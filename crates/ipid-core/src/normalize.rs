use regex::Regex;
use std::sync::LazyLock;

/// Question/exclamation marks, check marks and the private-use tick glyph
/// some IPID templates embed.
static NOISE: LazyLock<Regex> = LazyLock::new(|| Regex::new("[?!✓\u{f0fb}]+").unwrap());
static COLON: LazyLock<Regex> = LazyLock::new(|| Regex::new(":").unwrap());
static HORIZONTAL_WS: LazyLock<Regex> = LazyLock::new(|| Regex::new(r"[^\S\n]+").unwrap());
static SOFT_BREAK: LazyLock<Regex> =
    LazyLock::new(|| Regex::new(r"\n[^\S\n]?(\p{Ll})").unwrap());
static WS: LazyLock<Regex> = LazyLock::new(|| Regex::new(r"\s+").unwrap());
static DASHES: LazyLock<Regex> = LazyLock::new(|| Regex::new("-+").unwrap());
static EMPTY_BULLETS: LazyLock<Regex> = LazyLock::new(|| Regex::new(r"\n-(?:\s*\n-)+").unwrap());

/// Clean an extracted span for presentation.
///
/// Steps, in order:
/// 1. Punctuation noise (`?`, `!`, check marks) becomes a ` - ` separator
/// 2. Colons become spaces
/// 3. Horizontal whitespace runs collapse to one space
/// 4. A line break followed by a lowercase letter is a wrapped line, not a
///    paragraph: it is joined with a space, then all whitespace collapses
/// 5. Dash runs become bullet markers (`" \n- "`)
/// 6. Consecutive empty bullets merge into one
/// 7. Whitespace collapses again and the result is trimmed
///
/// Normalizing already normalized text returns it unchanged.
pub fn normalize(text: &str) -> String {
    let text = NOISE.replace_all(text, " - ");
    let text = COLON.replace_all(&text, " ");
    let text = HORIZONTAL_WS.replace_all(&text, " ");

    let text = SOFT_BREAK.replace_all(&text, " $1");
    let text = WS.replace_all(&text, " ");

    let text = DASHES.replace_all(&text, " \n- ");
    let text = EMPTY_BULLETS.replace_all(&text, "\n-");
    let text = WS.replace_all(&text, " ");

    text.trim().to_string()
}
pub mod json;
pub mod table;
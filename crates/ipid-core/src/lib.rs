pub mod anchors;
pub mod compose;
pub mod error;
pub mod extraction;
pub mod geometry;
pub mod model;
pub mod normalize;
pub mod segment;

use anchors::AnchorTable;
use compose::DocumentComposer;
use error::IpidError;
use extraction::{PageContent, PdfExtractor};
use geometry::{reconstruct_words, words_to_text, ReconstructOptions};
use model::Ipid;
use segment::FieldExtractor;
use std::borrow::Cow;

/// Options controlling how page text is obtained before segmentation.
#[derive(Debug, Clone, Default)]
pub struct ParseOptions {
    /// Rebuild page text from word geometry when the page carries any.
    pub use_geometry: bool,
    pub reconstruct: ReconstructOptions,
}

/// Main API entry point: extract an IPID from PDF bytes.
///
/// Extraction failures are fatal. Anything after that (missing anchors,
/// degenerate geometry) only leaves fields empty.
pub fn parse_pdf(
    pdf_bytes: &[u8],
    extractor: &dyn PdfExtractor,
    table: &AnchorTable,
    options: &ParseOptions,
) -> Result<Ipid, IpidError> {
    let pages = extractor.extract_pages(pdf_bytes)?;
    Ok(parse_pages(&pages, table, options))
}

/// Fold already-extracted pages, in order, into one document.
pub fn parse_pages(pages: &[PageContent], table: &AnchorTable, options: &ParseOptions) -> Ipid {
    let extractor = FieldExtractor::new(table);
    let mut composer = DocumentComposer::new(table.policies().clone());

    for page in pages {
        let text = page_text(page, options);
        let fields = extractor.extract_page_fields(&text, page.page_number);
        tracing::debug!(
            page = page.page_number,
            non_empty = fields.iter().filter(|f| !f.value.trim().is_empty()).count(),
            "page fields extracted"
        );
        composer.absorb_page(&fields);
    }

    let doc = composer.finish();
    if doc.is_empty() {
        tracing::warn!(
            pages = pages.len(),
            table = table.name(),
            "no field matched; document may not follow the IPID template"
        );
    }
    doc
}

fn page_text<'p>(page: &'p PageContent, options: &ParseOptions) -> Cow<'p, str> {
    if options.use_geometry && !page.words.is_empty() {
        let words = reconstruct_words(&page.words, page.bounds.as_ref(), &options.reconstruct);
        Cow::Owned(words_to_text(&words))
    } else {
        Cow::Borrowed(&page.text)
    }
}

◆ ◆ ◆ ◆ ◆

> [Task to complete]
Which lines in the data above hold the string "DASHES"? Return each of them.

> [Answer area]
static DASHES: LazyLock<Regex> = LazyLock::new(|| Regex::new("-+").unwrap());
    let text = DASHES.replace_all(&text, " \n- ");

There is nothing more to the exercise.